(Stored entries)
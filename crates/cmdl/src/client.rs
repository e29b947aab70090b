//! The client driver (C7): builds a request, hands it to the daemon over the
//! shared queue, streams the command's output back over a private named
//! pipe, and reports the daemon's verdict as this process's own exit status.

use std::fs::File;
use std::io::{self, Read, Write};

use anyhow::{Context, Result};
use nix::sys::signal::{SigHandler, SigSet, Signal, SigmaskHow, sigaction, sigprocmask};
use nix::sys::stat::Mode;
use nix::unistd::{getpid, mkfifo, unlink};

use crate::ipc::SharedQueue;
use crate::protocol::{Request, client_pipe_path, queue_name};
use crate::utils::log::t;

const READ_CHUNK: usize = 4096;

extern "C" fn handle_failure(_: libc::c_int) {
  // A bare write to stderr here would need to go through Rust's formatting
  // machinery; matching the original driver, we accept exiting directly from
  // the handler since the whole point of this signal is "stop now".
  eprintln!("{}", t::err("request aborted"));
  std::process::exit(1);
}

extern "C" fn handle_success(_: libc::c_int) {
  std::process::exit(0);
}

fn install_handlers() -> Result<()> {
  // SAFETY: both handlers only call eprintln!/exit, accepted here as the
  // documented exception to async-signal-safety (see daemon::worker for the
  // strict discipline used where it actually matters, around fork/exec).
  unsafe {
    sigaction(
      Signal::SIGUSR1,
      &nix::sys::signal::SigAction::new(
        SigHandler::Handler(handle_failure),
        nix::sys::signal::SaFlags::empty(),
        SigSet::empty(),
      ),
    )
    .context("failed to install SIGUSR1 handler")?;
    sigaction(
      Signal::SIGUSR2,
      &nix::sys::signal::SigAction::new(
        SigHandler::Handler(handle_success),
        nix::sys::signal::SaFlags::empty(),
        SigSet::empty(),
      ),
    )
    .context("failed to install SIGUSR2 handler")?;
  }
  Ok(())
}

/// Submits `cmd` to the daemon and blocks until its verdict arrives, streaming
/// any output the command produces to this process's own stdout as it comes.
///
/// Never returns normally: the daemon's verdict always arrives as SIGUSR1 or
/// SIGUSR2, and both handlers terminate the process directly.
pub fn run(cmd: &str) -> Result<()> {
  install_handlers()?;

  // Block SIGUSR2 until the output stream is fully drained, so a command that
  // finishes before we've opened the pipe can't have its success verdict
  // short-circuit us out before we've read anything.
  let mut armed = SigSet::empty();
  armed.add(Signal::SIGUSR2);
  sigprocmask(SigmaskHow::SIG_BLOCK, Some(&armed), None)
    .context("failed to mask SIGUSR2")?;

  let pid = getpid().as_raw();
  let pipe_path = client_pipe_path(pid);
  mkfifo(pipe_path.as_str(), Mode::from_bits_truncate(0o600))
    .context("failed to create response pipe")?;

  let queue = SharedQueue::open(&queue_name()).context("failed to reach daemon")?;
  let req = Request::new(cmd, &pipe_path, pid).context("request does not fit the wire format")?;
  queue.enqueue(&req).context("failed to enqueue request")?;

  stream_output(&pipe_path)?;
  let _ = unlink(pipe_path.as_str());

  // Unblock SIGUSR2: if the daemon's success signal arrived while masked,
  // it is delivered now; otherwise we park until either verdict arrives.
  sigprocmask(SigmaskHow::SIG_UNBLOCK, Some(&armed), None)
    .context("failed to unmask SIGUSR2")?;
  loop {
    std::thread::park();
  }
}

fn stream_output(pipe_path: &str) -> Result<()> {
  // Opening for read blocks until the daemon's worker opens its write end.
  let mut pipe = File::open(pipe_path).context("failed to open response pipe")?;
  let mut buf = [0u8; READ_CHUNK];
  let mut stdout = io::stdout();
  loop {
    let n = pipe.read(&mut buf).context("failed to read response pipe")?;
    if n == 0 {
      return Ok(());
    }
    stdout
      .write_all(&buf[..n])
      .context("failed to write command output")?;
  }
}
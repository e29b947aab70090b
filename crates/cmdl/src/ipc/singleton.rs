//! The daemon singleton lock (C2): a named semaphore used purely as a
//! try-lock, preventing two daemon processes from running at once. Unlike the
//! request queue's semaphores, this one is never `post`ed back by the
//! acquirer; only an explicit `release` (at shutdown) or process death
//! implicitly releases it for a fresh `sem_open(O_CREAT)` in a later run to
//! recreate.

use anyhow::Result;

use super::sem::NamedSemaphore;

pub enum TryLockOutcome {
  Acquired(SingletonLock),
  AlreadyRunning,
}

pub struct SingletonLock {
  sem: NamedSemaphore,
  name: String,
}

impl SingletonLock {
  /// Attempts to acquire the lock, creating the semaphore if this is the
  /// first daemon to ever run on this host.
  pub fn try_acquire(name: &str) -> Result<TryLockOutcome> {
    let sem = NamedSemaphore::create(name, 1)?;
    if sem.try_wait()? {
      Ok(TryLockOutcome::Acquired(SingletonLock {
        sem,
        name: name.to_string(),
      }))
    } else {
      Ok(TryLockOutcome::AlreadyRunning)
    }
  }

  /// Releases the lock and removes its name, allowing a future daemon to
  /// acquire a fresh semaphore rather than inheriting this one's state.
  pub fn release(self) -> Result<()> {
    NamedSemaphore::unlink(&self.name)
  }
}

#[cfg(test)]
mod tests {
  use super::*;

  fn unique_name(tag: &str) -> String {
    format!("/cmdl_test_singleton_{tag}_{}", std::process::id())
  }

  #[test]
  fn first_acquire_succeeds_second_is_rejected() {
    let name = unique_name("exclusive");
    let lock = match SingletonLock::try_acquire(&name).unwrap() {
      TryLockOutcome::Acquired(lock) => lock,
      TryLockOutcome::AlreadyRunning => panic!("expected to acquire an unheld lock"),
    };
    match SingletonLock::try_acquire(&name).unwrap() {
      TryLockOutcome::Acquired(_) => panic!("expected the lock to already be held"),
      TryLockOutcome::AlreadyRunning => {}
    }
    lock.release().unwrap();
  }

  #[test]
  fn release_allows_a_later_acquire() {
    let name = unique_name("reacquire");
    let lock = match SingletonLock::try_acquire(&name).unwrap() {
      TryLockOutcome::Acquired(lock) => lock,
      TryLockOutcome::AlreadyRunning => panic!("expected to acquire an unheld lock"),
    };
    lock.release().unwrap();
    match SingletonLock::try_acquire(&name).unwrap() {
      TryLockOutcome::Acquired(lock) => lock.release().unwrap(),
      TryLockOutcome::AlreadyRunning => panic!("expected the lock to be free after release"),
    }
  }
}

---

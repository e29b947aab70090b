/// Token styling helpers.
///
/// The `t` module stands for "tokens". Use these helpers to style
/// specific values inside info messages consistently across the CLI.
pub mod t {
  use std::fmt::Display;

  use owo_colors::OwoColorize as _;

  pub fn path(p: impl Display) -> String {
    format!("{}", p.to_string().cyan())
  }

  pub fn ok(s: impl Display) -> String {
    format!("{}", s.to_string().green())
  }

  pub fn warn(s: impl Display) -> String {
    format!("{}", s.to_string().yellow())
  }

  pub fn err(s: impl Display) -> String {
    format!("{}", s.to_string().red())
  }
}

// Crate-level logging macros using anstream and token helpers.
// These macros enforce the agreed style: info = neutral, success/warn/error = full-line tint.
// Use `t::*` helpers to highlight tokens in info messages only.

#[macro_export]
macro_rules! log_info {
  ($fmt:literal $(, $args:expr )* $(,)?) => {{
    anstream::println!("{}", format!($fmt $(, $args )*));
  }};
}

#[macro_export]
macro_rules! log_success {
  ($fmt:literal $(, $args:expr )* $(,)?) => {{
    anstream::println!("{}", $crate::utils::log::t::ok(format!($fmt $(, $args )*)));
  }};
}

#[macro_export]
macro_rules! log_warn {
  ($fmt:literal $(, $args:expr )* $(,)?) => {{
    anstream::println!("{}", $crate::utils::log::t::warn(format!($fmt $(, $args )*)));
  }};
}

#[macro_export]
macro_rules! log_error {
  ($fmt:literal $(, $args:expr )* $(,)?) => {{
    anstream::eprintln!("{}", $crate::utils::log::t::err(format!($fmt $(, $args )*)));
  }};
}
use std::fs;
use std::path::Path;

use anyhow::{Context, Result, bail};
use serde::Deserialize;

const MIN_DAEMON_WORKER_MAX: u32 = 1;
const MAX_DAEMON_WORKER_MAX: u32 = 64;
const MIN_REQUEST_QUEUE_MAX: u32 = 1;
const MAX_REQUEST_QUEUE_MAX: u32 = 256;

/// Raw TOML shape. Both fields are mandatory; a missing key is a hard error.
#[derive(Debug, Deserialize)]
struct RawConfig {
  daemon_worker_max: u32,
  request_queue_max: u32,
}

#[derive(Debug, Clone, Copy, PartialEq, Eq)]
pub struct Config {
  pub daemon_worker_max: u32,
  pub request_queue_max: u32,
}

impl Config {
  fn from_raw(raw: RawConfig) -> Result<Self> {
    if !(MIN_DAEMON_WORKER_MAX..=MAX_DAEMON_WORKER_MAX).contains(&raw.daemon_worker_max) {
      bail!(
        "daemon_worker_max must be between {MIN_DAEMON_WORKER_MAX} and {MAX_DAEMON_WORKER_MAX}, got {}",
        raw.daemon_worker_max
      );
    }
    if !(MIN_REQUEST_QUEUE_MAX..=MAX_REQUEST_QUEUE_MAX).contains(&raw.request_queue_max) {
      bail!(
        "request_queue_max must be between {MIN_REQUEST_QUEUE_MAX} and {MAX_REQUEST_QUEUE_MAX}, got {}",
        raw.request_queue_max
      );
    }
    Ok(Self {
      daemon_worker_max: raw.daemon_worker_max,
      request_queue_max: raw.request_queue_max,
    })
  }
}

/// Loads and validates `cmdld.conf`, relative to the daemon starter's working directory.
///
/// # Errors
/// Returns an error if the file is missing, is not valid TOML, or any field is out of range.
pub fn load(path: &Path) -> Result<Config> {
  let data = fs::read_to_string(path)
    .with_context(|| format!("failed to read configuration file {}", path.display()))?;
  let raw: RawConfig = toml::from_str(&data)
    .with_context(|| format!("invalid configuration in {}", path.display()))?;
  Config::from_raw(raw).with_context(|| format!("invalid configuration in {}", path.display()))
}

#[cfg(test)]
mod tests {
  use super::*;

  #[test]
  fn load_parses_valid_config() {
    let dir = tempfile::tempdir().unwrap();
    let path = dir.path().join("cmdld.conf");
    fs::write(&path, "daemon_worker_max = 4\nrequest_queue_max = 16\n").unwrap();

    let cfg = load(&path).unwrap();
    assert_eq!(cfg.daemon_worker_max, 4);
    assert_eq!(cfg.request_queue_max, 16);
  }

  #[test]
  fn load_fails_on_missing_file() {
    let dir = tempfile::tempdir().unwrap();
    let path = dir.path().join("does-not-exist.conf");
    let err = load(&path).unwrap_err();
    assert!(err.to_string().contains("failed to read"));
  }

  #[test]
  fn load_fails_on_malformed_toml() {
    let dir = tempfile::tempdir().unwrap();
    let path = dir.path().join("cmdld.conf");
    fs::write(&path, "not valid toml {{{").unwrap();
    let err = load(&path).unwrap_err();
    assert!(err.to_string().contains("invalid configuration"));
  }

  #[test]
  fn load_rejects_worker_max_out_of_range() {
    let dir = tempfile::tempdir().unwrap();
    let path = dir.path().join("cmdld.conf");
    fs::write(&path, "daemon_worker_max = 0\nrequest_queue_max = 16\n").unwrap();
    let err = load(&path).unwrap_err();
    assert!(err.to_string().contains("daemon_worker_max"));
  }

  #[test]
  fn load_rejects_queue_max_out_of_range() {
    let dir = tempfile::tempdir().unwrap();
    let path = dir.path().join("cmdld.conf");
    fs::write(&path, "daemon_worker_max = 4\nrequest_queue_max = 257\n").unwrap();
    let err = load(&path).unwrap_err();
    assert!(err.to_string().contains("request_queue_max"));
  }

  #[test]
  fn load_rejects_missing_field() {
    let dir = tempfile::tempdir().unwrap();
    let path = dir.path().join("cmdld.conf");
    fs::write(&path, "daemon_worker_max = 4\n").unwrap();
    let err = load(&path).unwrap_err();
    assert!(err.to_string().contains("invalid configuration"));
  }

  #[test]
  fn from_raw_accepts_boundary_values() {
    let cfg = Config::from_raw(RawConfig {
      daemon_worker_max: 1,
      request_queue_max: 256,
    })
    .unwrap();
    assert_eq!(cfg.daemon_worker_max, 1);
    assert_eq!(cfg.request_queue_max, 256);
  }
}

= What needs to be done =
Filter the entries down to the lines holding the string "command". Copy each of those lines.

= Task output =
//! shared queue, streams the command's output back over a private named
/// any output the command produces to this process's own stdout as it comes.
  // Block SIGUSR2 until the output stream is fully drained, so a command that
      .context("failed to write command output")?;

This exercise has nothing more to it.